Stranger Danger
Most of us were taught this concept as children. And the ones who taught it to us were our parents and those in authority over us. People who loved us, knew the world better than we did at that age, and understood that we were vulnerable to things we could not yet recognize on our own. The warning was never meant to make us fearful. It was meant to make us wise. Because the strangers were usually other adults. People who looked fine on the outside but had wrong intentions underneath.
That is not just a natural principle. It is a spiritual one.
This is exactly why Jesus gave the church apostles, prophets, evangelists, pastors, and teachers. The spiritual C-Suite. Not just to instruct us but to protect us. To defend us. To help us recognize what we are not yet mature enough to discern on our own.
I am very aware that not all have operated rightly in these offices. Many have handled the responsibility wrongfully and caused real harm. I am not dismissing that. But the misuse of a role does not eliminate the need for it. Pure, rightly functioning leaders provide the wisdom, knowledge, and understanding that keeps the body from being deceived and tossed.
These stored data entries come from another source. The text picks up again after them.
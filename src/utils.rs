// Small numeric helpers shared by the network, the agent and the metrics code.

use rand::SeedableRng;
use rand::rngs::StdRng;

/// Seeded RNG. Every stochastic component takes one of these so runs and
/// tests are reproducible.
pub fn seeded_rng(seed: u64) -> StdRng {
    StdRng::seed_from_u64(seed)
}

/// Index of the largest element; ties go to the lowest index.
/// Returns 0 for an empty slice.
pub fn argmax(v: &[f32]) -> usize {
    let mut best_i = 0;
    for i in 1..v.len() {
        // strict `>` keeps the earliest maximum
        if v[i] > v[best_i] {
            best_i = i;
        }
    }
    best_i
}

/// Largest element, `NEG_INFINITY` for an empty slice.
pub fn max_value(v: &[f32]) -> f32 {
    v.iter().copied().fold(f32::NEG_INFINITY, f32::max)
}

pub fn has_non_finite(xs: &[f32]) -> bool {
    xs.iter().any(|&v| !v.is_finite())
}

/// min / max / mean of a slice.
#[derive(Debug, Clone, Copy, PartialEq)]
pub struct Stats {
    pub min: f32,
    pub max: f32,
    pub mean: f32,
}

pub fn vec_stats(xs: &[f32]) -> Stats {
    if xs.is_empty() {
        return Stats { min: 0.0, max: 0.0, mean: 0.0 };
    }
    let mut mn = xs[0];
    let mut mx = xs[0];
    let mut sum = 0.0f32;
    for &v in xs {
        if v < mn { mn = v; }
        if v > mx { mx = v; }
        sum += v;
    }
    Stats { min: mn, max: mx, mean: sum / (xs.len() as f32) }
}
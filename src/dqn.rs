//! Online Q-network (trained) and target Q-network (frozen copy).

use rand::Rng;

use crate::action::Action;
use crate::config::Config;
use crate::encoder::State;
use crate::error::{Error, Result};
use crate::network::{Net, Weights};
use crate::replay_buffer::Experience;
use crate::utils::{Stats, argmax, has_non_finite, max_value, vec_stats};

/// Numbers from one training step, for metrics.
#[derive(Debug, Clone, Copy, PartialEq)]
pub struct TrainReport {
    pub loss: f32,      // masked MSE over the batch
    pub grad_norm: f32, // L2 norm before the optimizer step
    pub td: Stats,      // Q(s,a) - y over the batch
    pub q_sel: Stats,   // Q(s,a) for the taken actions
}

/// Online network: maps a state to one Q-value per action. The only network
/// that is ever trained.
pub struct QNetwork {
    net: Net, // [K, hidden, hidden, A] MLP
    lr: f32,  // Adam step size
}

impl QNetwork {
    /// K -> hidden -> hidden -> A, ReLU hidden layers. A zero width in
    /// `cfg` is an [`Error::Config`].
    pub fn new<R: Rng + ?Sized>(cfg: &Config, rng: &mut R) -> Result<Self> {
        let sizes = [cfg.state_dim, cfg.hidden, cfg.hidden, cfg.action_count];
        Ok(Self { net: Net::new(&sizes, rng)?, lr: cfg.learning_rate })
    }

    pub fn topology(&self) -> Vec<usize> {
        self.net.topology()
    }

    /// Q-values for a batch of states. No side effects.
    pub fn predict(&self, states: &[State]) -> Vec<Vec<f32>> {
        self.net.forward_batch(states)
    }

    pub fn q_values(&self, state: &State) -> Vec<f32> {
        self.net.forward(state)
    }

    /// argmax_a Q(s, a); ties go to the lowest action index.
    pub fn choose_greedy_action(&self, state: &State) -> Action {
        let q = self.q_values(state);
        // argmax never exceeds the output width, which equals ACTION_COUNT
        Action::from_index(argmax(&q)).unwrap_or(Action::NoOp)
    }

    /// One gradient step toward bootstrapped targets
    /// `y = r + gamma * max_a' Q_target(s', a') * (1 - done)`.
    ///
    /// Only the taken action's output carries error; the other outputs are
    /// given their own prediction as target, so they get zero gradient.
    /// On non-finite values nothing is applied and `Diverged` is returned.
    pub fn train_step(&mut self, batch: &[&Experience], target: &TargetNetwork, gamma: f32) -> Result<TrainReport> {
        if batch.is_empty() {
            return Err(Error::InsufficientData { have: 0, need: 1 });
        }
        let n = batch.len() as f32;
        let act_dim = self.net.output_dim() as f32;

        // y for every sample, target network only
        let next_states: Vec<State> = batch.iter().map(|e| e.next_state).collect();
        let next_q = target.predict(&next_states);
        let ys: Vec<f32> = batch
            .iter()
            .zip(&next_q)
            .map(|(e, q)| {
                let not_done = if e.done { 0.0 } else { 1.0 };
                e.reward + gamma * max_value(q) * not_done
            })
            .collect();
        if has_non_finite(&ys) {
            return Err(Error::Diverged("TD targets".into()));
        }

        self.net.zero_grad();
        let mut loss = 0.0f32;
        let mut td_errs = Vec::with_capacity(batch.len());
        let mut q_sel = Vec::with_capacity(batch.len());

        for (e, &y) in batch.iter().zip(&ys) {
            // Q(s, ·)
            let trace = self.net.forward_trace(&e.state);
            let a = e.action.index();
            let q = trace.output()[a];

            // TD error on chosen action.
            let err = q - y;
            td_errs.push(err);
            q_sel.push(q);
            loss += err * err / (n * act_dim);

            // dL/dQ(s, ·) is zero except at the taken action.
            let mut d_q = vec![0.0f32; self.net.output_dim()];
            d_q[a] = 2.0 * err / (n * act_dim);
            self.net.backward_from_output_grad(&trace, &d_q);
        }

        // health check before the optimizer step
        let grad_norm = self.net.grad_l2_sum_all().sqrt();
        if !loss.is_finite() || !grad_norm.is_finite() || self.net.non_finite_any() {
            self.net.zero_grad();
            return Err(Error::Diverged(format!("loss={loss} grad_norm={grad_norm}")));
        }

        // apply the accumulated gradients
        self.net.step_adam(self.lr);

        Ok(TrainReport {
            loss,
            grad_norm,
            td: vec_stats(&td_errs),
            q_sel: vec_stats(&q_sel),
        })
    }

    pub fn weights(&self) -> Weights {
        self.net.weights()
    }

    pub fn set_weights(&mut self, w: &Weights) -> Result<()> {
        self.net.set_weights(w)
    }
}

/// Point-in-time copy of the online network used for TD targets.
/// Has no training API: it only changes through `sync_from`.
pub struct TargetNetwork {
    net: Net, // frozen copy, refreshed only by sync_from
}

impl TargetNetwork {
    pub fn from_online(online: &QNetwork) -> Self {
        Self { net: online.net.clone() }
    }

    pub fn predict(&self, states: &[State]) -> Vec<Vec<f32>> {
        self.net.forward_batch(states)
    }

    /// Copies the online network's current parameters.
    pub fn sync_from(&mut self, online: &QNetwork) {
        self.net.copy_from(&online.net);
    }
}

#[cfg(test)]
mod tests {
    use super::*;
    use crate::replay_buffer::experience;
    use crate::utils::seeded_rng;

    fn small_cfg() -> Config {
        Config { hidden: 16, ..Config::default() }
    }

    fn probes() -> Vec<State> {
        (0..4)
            .map(|i| {
                let mut s = [0.0; crate::encoder::STATE_DIM];
                s.iter_mut().enumerate().for_each(|(j, v)| *v = ((i * 3 + j) as f32 * 0.37).sin());
                s
            })
            .collect()
    }

    #[test]
    fn greedy_is_argmax_of_predict() {
        let q = QNetwork::new(&small_cfg(), &mut seeded_rng(1)).unwrap();
        for s in probes() {
            let values = &q.predict(&[s])[0];
            assert_eq!(q.choose_greedy_action(&s).index(), argmax(values));
        }
    }

    #[test]
    fn target_starts_equal_to_online() {
        let q = QNetwork::new(&small_cfg(), &mut seeded_rng(2)).unwrap();
        let t = TargetNetwork::from_online(&q);
        assert_eq!(q.predict(&probes()), t.predict(&probes()));
    }

    #[test]
    fn train_step_moves_only_online() {
        let mut q = QNetwork::new(&small_cfg(), &mut seeded_rng(3)).unwrap();
        let t = TargetNetwork::from_online(&q);
        let frozen = t.predict(&probes());
        let before = q.weights();

        let exps: Vec<Experience> = (0..8)
            .map(|i| experience(i as f32 * 0.1, Action::ALL[i % 6], 1.0, i % 2 == 0))
            .collect();
        let batch: Vec<&Experience> = exps.iter().collect();
        for _ in 0..3 {
            let r = q.train_step(&batch, &t, 0.95).unwrap();
            assert!(r.loss.is_finite());
        }
        assert_ne!(q.weights(), before);
        assert_eq!(t.predict(&probes()), frozen);
    }

    #[test]
    fn repeated_steps_fit_terminal_reward() {
        // done transitions: target is exactly the reward
        let cfg = Config { learning_rate: 0.01, ..small_cfg() };
        let mut q = QNetwork::new(&cfg, &mut seeded_rng(4)).unwrap();
        let t = TargetNetwork::from_online(&q);
        let e = experience(0.5, Action::Shoot, 3.0, true);
        let start_gap = (q.q_values(&e.state)[Action::Shoot.index()] - 3.0).abs();
        let first = q.train_step(&[&e], &t, 0.9).unwrap().loss;
        let mut last = first;
        for _ in 0..200 {
            last = q.train_step(&[&e], &t, 0.9).unwrap().loss;
        }
        assert!(last < first);
        let end_gap = (q.q_values(&e.state)[Action::Shoot.index()] - 3.0).abs();
        assert!(end_gap < start_gap);
    }

    #[test]
    fn loss_only_counts_taken_action() {
        let mut q = QNetwork::new(&small_cfg(), &mut seeded_rng(5)).unwrap();
        let t = TargetNetwork::from_online(&q);
        let e = experience(0.2, Action::MoveUp, 10.0, true);
        let before = q.q_values(&e.state)[Action::MoveUp.index()];
        let r = q.train_step(&[&e], &t, 0.9).unwrap();
        // one sample, one non-zero output error: loss = (q - y)^2 / A
        let err = before - 10.0;
        assert!((r.td.mean - err).abs() < 1e-5);
        let expected = err * err / crate::action::ACTION_COUNT as f32;
        assert!((r.loss - expected).abs() < 1e-3);
    }

    #[test]
    fn sync_copies_weights() {
        let mut q = QNetwork::new(&small_cfg(), &mut seeded_rng(6)).unwrap();
        let mut t = TargetNetwork::from_online(&q);
        let e = experience(0.3, Action::NoOp, -1.0, true);
        q.train_step(&[&e], &t, 0.9).unwrap();
        assert_ne!(q.predict(&probes()), t.predict(&probes()));
        t.sync_from(&q);
        assert_eq!(q.predict(&probes()), t.predict(&probes()));
    }

    #[test]
    fn empty_batch_is_rejected() {
        let mut q = QNetwork::new(&small_cfg(), &mut seeded_rng(7)).unwrap();
        let t = TargetNetwork::from_online(&q);
        assert!(matches!(q.train_step(&[], &t, 0.9), Err(Error::InsufficientData { .. })));
    }

    #[test]
    fn zero_hidden_width_is_a_config_error() {
        let cfg = Config { hidden: 0, ..Config::default() };
        assert!(matches!(QNetwork::new(&cfg, &mut seeded_rng(8)), Err(Error::Config(_))));
    }
}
They are a gift, not a threat.
But I also want to be clear about something. Leadership alone is not enough. We have a role and a responsibility in this too.
Second Timothy 2:15 says it plainly. Study and do your best to present yourself to God approved, a workman tested by trial who has no reason to be ashamed, accurately handling and skillfully teaching the word of truth.
Study. Not just read. There is a difference.
The FBI trains its agents by having them handle authentic currency for months before they ever encounter a counterfeit. They become so familiar with what is real that the moment something false is introduced, they recognize it immediately. They do not have to search for what is wrong. The wrong announces itself because they know the real so well.
That is exactly how we are to handle the Word of God.
The protection God designed is twofold. Gifted leaders who are functioning in purity and integrity. And believers who are personally disciplined in the study of scripture. One without the other leaves us exposed.
Stranger danger was never just a childhood lesson. It was a preview of a spiritual reality. And God, who knows humanity better than we will ever know ourselves, put both the leadership and the personal responsibility in place on purpose.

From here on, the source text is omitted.